Go through the records line by line. Report how many lines contain "column", with nothing else.

### MATERIAL TO PROCESS:
◆ ◆ ◆ ◆ ◆ ◆ ◆
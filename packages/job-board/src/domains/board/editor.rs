use crate::domains::jobs::{Job, JobDraft, JobStatus};

/// State of the add/edit surface.
#[derive(Debug, Clone, Default, PartialEq, Eq)]
pub enum Editor {
    #[default]
    Closed,
    /// Adding a new job to the given column
    Adding(JobStatus),
    Editing(Job),
}

impl Editor {
    pub fn open_add(&mut self, column: JobStatus) {
        *self = Editor::Adding(column);
    }

    pub fn open_edit(&mut self, job: Job) {
        *self = Editor::Editing(job);
    }

    pub fn close(&mut self) {
        *self = Editor::Closed;
    }

    pub fn is_open(&self) -> bool {
        !matches!(self, Editor::Closed)
    }

    pub fn editing(&self) -> Option<&Job> {
        match self {
            Editor::Editing(job) => Some(job),
            _ => None,
        }
    }

    /// Form contents to start from.
    pub fn draft(&self) -> JobDraft {
        match self {
            Editor::Editing(job) => JobDraft::from_job(job),
            _ => JobDraft::blank(),
        }
    }

    pub fn title(&self) -> &'static str {
        match self {
            Editor::Editing(_) => "Edit Job",
            _ => "Add New Job",
        }
    }

    pub fn submit_label(&self) -> &'static str {
        match self {
            Editor::Editing(_) => "Save Changes",
            _ => "Add Job",
        }
    }
}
◆ ◆ ◆ ◆ ◆ ◆ ◆
### EXERCISE ANSWER:
3